For Immediate Release
Feb. 24, 2022
ACHI MAP FOR NEW KNOWN COVID-19 INFECTIONS REFLECTS DROP IN TRANSMISSION; REDUCED TESTING, AT-HOME TESTS THREATEN ACCURACY
LITTLE ROCK ― The Arkansas Center for Health Improvement said Thursday that although the state continues to experience reduced COVID-19 transmission, and reported new cases in school districts reflect this reduction, low testing rates combined with increased at-home testing threaten the accuracy of reporting on new infections at the school district level.
ACHI said that because of its concerns about accuracy, it anticipates being unable to provide school district-level information on new infections after this week.
“Because of the prevalence of at-home testing that largely is not reported to the Arkansas Department of Health or reflected in our report, and because recent reported laboratory confirmed test rates continue to drop, the numbers displayed on ACHI’s COVID-19 dashboard underrepresent actual infections and, therefore, the risk in each community,” said ACHI President and CEO Dr. Joe Thompson. “For the immediate future, I recommend that school leaders and school board members additionally consider county-level information ― which is likely to be more meaningful than school district-level information at this point because of larger population counts ― to inform their policy decisions.”
ACHI plans to continue reporting county-level information, in the short term, on its COVID-19 dashboard, available at achi.net/covid19.
This week, 15 of Arkansas’s 234 contiguous public school districts have COVID-19 infection rates of 50 or more new known infections per 10,000 district residents over a 14-day period, down from 97 last week, ACHI said, citing its analysis of Arkansas Department of Health data current as of Monday.
ACHI’s update of the school districts map on its COVID-19 dashboard shows that 15 districts are shaded red to signify 14-day infection rates of 50 to 99 new known infections per 10,000 residents. No district is shaded purple to signify a 14-day infection rate of 100 to 199 new known infections per 10,000 residents, or at least 1% of the local population, down from three last week.
For the second week in a row, no district is shaded pink for a 14-day infection rate of 200 or more new known infections per 10,000 residents, or at least 2% of the local population.
ACHI also updated vaccination rates on its dashboard, using Department of Health data current as of Monday. Twenty-six school districts have achieved vaccination rates of at least 50% of district residents, and of those, two have achieved vaccination rates of 60% or more: Bentonville at 62% and Eureka Springs at 60%. The Department of Health’s vaccinations counts include people who have received two doses of the Pfizer or Moderna vaccines or one dose of the Johnson & Johnson vaccine; they do not take into account whether people have received booster shots, which are required for maximum protection against the omicron variant.

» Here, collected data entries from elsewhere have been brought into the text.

impl InMemoryProvisioning {
    pub fn new() -> Self {
        Self::default()
    }

    /// Record calls into `calls` instead of a private log
    #[must_use]
    pub fn with_call_log(mut self, calls: CallLog) -> Self {
        self.calls = calls;
        self
    }

    pub fn call_log(&self) -> CallLog {
        self.calls.clone()
    }

    /// Keep each revoke in flight for `checks` revocation state checks
    ///
    /// `u32::MAX` keeps revokes pending forever.
    pub fn set_revocation_lag(&self, checks: u32) {
        lock(&self.state).revocation_lag = checks;
    }

    /// Stop reporting revocation state; revokes then complete immediately
    pub fn disable_state_reporting(&self) {
        lock(&self.state).reports_state = false;
    }

    /// Fail every subsequent `call` (trait method name) with `error`
    pub fn fail_on(&self, call: &str, error: RemoteError) {
        lock(&self.state).failures.insert(call.to_string(), error);
    }

    pub fn clear_failures(&self) {
        lock(&self.state).failures.clear();
    }

    /// Credentials currently held for an application
    pub fn credentials(&self, app_id: &str) -> Option<ProvisioningCredentials> {
        lock(&self.state).credentials.get(app_id).cloned()
    }

    /// Land every in-flight revoke now
    pub fn complete_pending_revocations(&self) {
        let mut state = lock(&self.state);
        let pending: Vec<String> = state.pending.keys().cloned().collect();
        for app_id in pending {
            state.complete_revocation(&app_id);
        }
    }
}

#[async_trait]
impl Provisioning for InMemoryProvisioning {
    async fn set_credentials(
        &self,
        app_id: &str,
        credentials: &ProvisioningCredentials,
    ) -> Result<(), RemoteError> {
        self.calls.push(Service::Provisioning, "set_credentials");
        let mut state = lock(&self.state);
        state.check("set_credentials")?;
        state
            .credentials
            .insert(app_id.to_string(), credentials.clone());
        Ok(())
    }

    async fn revoke_credentials(&self, app_id: &str) -> Result<(), RemoteError> {
        self.calls.push(Service::Provisioning, "revoke_credentials");
        let mut state = lock(&self.state);
        state.check("revoke_credentials")?;
        if state.revocation_lag == 0 || !state.reports_state {
            state.complete_revocation(app_id);
        } else {
            let remaining_checks = state.revocation_lag;
            state
                .pending
                .insert(app_id.to_string(), PendingRevocation { remaining_checks });
        }
        Ok(())
    }

    async fn revocation_state(&self, app_id: &str) -> Result<RevocationState, RemoteError> {
        self.calls.push(Service::Provisioning, "revocation_state");
        let mut state = lock(&self.state);
        state.check("revocation_state")?;
        if !state.reports_state {
            return Ok(RevocationState::Unsupported);
        }

        let finished = match state.pending.get_mut(app_id) {
            Some(pending) if pending.remaining_checks <= 1 => true,
            Some(pending) => {
                pending.remaining_checks -= 1;
                return Ok(RevocationState::Revoking);
            }
            None => false,
        };
        if finished {
            state.complete_revocation(app_id);
        }

        if state.credentials.contains_key(app_id) {
            Ok(RevocationState::Active)
        } else {
            Ok(RevocationState::Revoked)
        }
    }
}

Districts with 14-day COVID-19 infection rates of 50 or more new known infections per 10,000 district residents are as follows:
o Cave City
o Cedar Ridge
o East Poinsett County
o Harmony Grove (Clark, Dallas, and Ouachita Counties)
o Heber Springs
o Izard County Consolidated
o Marked Tree
o Mountain View
o South Conway County
o Star City
The infection rates reported by ACHI are based on infections among community residents living within the geographical boundaries of each school district and not only on cases among school employees and students.
Known infections include confirmed and probable cases. Probable cases are based on verbal reporting and antigen test results, as identified by the Department of Health. Reported rates do not include complete results from at-home testing, thus the true level of infections is likely higher than that reported.
Infection rates and counts are not reported for districts with fewer than five reported infections to reduce the possibility of identifying individuals. School district counts do not include infections among incarcerated populations, in nursing homes, or in human development centers.
ACHI is a nonpartisan, independent health policy center that serves as a catalyst for improving the health of all Arkansans through evidence-based research, public issue advocacy, and collaborative program development.